El hecho es que la desigualdad sigue siendo uno de los principales obstáculos de la región para el desarrollo sostenible y combate eficaz a la pobreza. Un dato que nos permite visibilizar esta situación es la afectación que la desigualdad ocasiona al índice de desarrollo humano (IDH).

Este indicador es utilizado por el Programa de las Naciones Unidas para el Desarrollo (PNUD) con el objeto de medir la “riqueza de las vidas humanas” partiendo del hecho de que “las personas son la verdadera riqueza de las naciones”.

De acuerdo con esta visión, los países más ricos son los que dan más oportunidades a las personas para mejorar de forma directa sus capacidades humanas —vida larga y saludable, acceso al conocimiento y nivel de vida digno— y les ofrecen las condiciones que necesitan para su desarrollo —participación comunitaria y política, sostenibilidad ambiental, seguridad humana y derechos humanos, y promoción de igualdad y justicia social.

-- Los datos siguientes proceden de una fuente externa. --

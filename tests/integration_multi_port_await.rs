//! S6 — Multi-port await: `await_any({A, B, C})` returns the first
//! declaration-order index with a message ready, independent of the order
//! messages actually arrived in.

use std::sync::{Arc, Mutex};
use std::time::Duration;

use fbp_runtime::{Component, ComponentBuilder, ComponentContext, ComponentLogic, Runtime};

struct Awaiter {
    results: Arc<Mutex<Vec<usize>>>,
}
impl ComponentLogic for Awaiter {
    fn process(&mut self, ctx: &ComponentContext) -> anyhow::Result<()> {
        let first = ctx.await_any(&[0, 1, 2]);
        if let Ok(idx) = first.into_result() {
            // Drain whatever arrived at that index so a second `process`
            // call (and a second `await_any`) observes the next one.
            match idx {
                0 => {
                    ctx.receive::<u32>(0).into_result().ok();
                }
                1 => {
                    ctx.receive::<u32>(1).into_result().ok();
                }
                _ => {
                    ctx.receive::<u32>(2).into_result().ok();
                }
            }
            self.results.lock().unwrap().push(idx);
        }
        Ok(())
    }
}

#[test]
fn await_any_returns_declaration_order_among_ready_ports() {
    let results = Arc::new(Mutex::new(Vec::new()));
    let results2 = results.clone();

    let mut rt = Runtime::new();
    rt.register_component("awaiter", move || -> Component {
        ComponentBuilder::new()
            .input::<u32>(0, 4)
            .input::<u32>(1, 4)
            .input::<u32>(2, 4)
            .build(Box::new(Awaiter {
                results: results2.clone(),
            }))
    });
    rt.add_node("awaiter", "w1").unwrap();

    // B ready first, A second; `await_any` must report B on the first call
    // (only B has a message), then A on the second.
    assert!(rt.add_initial("w1", 1, 100u32).is_some());
    rt.start_network();
    std::thread::sleep(Duration::from_millis(30));
    assert!(rt.add_initial("w1", 0, 200u32).is_some());
    std::thread::sleep(Duration::from_millis(50));
    rt.stop_network();

    let results = results.lock().unwrap();
    assert!(results.len() >= 2, "expected at least two await_any resolutions, got {results:?}");
    assert_eq!(results[0], 1, "B should resolve first: only B had a message");
    assert_eq!(results[1], 0, "A should resolve next");
}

El Informe sobre Desarrollo Humano 2015 realizado por el PNUD, señala que Chile cuenta con un índice de desarrollo humano (IDH) muy alto —encontrándose en el mismo grupo que Noruega, Australia, Suiza, Dinamarca, Alemania, Irlanda, EUA, entre otros—; Brasil, Panamá y Colombia con un IDH alto; y finalmente, Honduras y Guatemala con un IDH medio.

Sin embargo, cuando el IDH alcanzado por los países de la región se ajusta tomando en cuenta sus niveles de desigualdad sufre una pérdida porcentual alarmante, Honduras reduce su IDH en 32%, Guatemala 29%, Brasil 26%, Colombia cerca del 25%, Panamá 22% y Chile 19%. Es decir, la desigualdad impide potencializar las capacidades y desarrollo de las personas de forma sostenible.

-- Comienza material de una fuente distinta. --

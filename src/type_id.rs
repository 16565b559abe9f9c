//! # Type Identity Without Runtime Reflection
//!
//! Every port and queue in the runtime is attached to exactly one message
//! type, fixed at construction. Components and the registry never need to
//! know *which* type that is at compile time (ports live in plain
//! `HashMap`s, not generic collections), so the runtime needs a process-wide
//! token that answers "same type or not" and "arbitrary total order" without
//! leaning on a language reflection facility.
//!
//! [`TypeId`] wraps `std::any::TypeId` for equality (the only contract the
//! standard library guarantees) and derives a stable ordering key by hashing
//! that id with a fixed-seed hasher. The derived key is only ever used for
//! ordering (e.g. sorting a `Vec<TypeId>` for diagnostics); equality always
//! goes through the wrapped standard id.

use std::any::TypeId as StdTypeId;
use std::cmp::Ordering;
use std::collections::hash_map::DefaultHasher;
use std::hash::{Hash, Hasher};

/// A process-wide, type-monomorphization-unique token.
///
/// `type_id::<T1>() == type_id::<T2>()` iff `T1` and `T2` are the same type,
/// for any two monomorphizations observed within one process.
#[derive(Clone, Copy, Eq, Debug)]
pub struct TypeId {
    std_id: StdTypeId,
    order_key: u64,
}

impl TypeId {
    /// Returns the token for `T`.
    pub fn of<T: 'static>() -> Self {
        let std_id = StdTypeId::of::<T>();
        let mut hasher = DefaultHasher::new();
        std_id.hash(&mut hasher);
        Self {
            std_id,
            order_key: hasher.finish(),
        }
    }
}

impl PartialEq for TypeId {
    fn eq(&self, other: &Self) -> bool {
        self.std_id == other.std_id
    }
}

impl PartialOrd for TypeId {
    fn partial_cmp(&self, other: &Self) -> Option<Ordering> {
        Some(self.cmp(other))
    }
}

impl Ord for TypeId {
    fn cmp(&self, other: &Self) -> Ordering {
        // Equal tokens must compare Equal; the hash key alone cannot promise
        // that (collisions are astronomically unlikely but not impossible),
        // so fast-path actual equality first.
        if self.std_id == other.std_id {
            Ordering::Equal
        } else {
            self.order_key.cmp(&other.order_key)
        }
    }
}

/// Returns the [`TypeId`] token for `T`. Free function mirroring the
/// source's `type_id<T>()` call convention.
pub fn type_id<T: 'static>() -> TypeId {
    TypeId::of::<T>()
}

La “igualdad” reconocida en las leyes y proclamada en el discurso político es ajena a la realidad de millones de familias que viven en situación de pobreza y a diario enfrentan graves problemas para tener acceso a la alimentación, vivienda, educación, salud y servicios básicos —agua potable, drenaje, electricidad, pavimentación—. La aspiración familiar de que las hijas e hijos tengan un mejor futuro es lejana, escalar socialmente y alcanzar niveles de bienestar mayores a los que se tienen en la infancia es poco probable.

De acuerdo con estudios realizados por la Comisión Económica para América Latina y el Caribe el nivel socioeconómico de los padres y madres es muy parecido al que alcanzarán sus hijas e hijos en el futuro, lo que hace evidente un hecho: las condiciones sociales tienden a reproducirse. La pobreza y falta de oportunidades que se transmiten de generación en generación limita considerablemente las experiencias de vida y sociales que tendrán las personas.

Para atender el problema es indispensable entender que la igualdad debe partir del reconocimiento de las diferencias, las personas tenemos los mismos derechos pero lamentablemente nos encontramos en situaciones muy distintas para ejercerlos debido a nuestra condición económica, de género, de edad, de orientación sexual, de origen étnico, de educación y de discapacidad, entre otras. No tomar en cuenta estas diferencias al gobernar, coloca a las personas en una situación de exclusión e injusticia social.

Que la ley reconozca que todas y todos tenemos los mismos derechos sin distinción, es sólo el primer paso, pues para que esa igualdad jurídica sea real es necesario combatir la discriminación latente en prácticas sociales, inercias institucionales y, principalmente, en la distribución de los recursos públicos y la toma de decisiones políticas.

La desigualdad que afecta a América Latina y el Caribe evidencia que se sigue gobernando y definiendo la agenda pública en función de los intereses de un grupo reducido de personas que concentran el poder económico y político en los países de la región.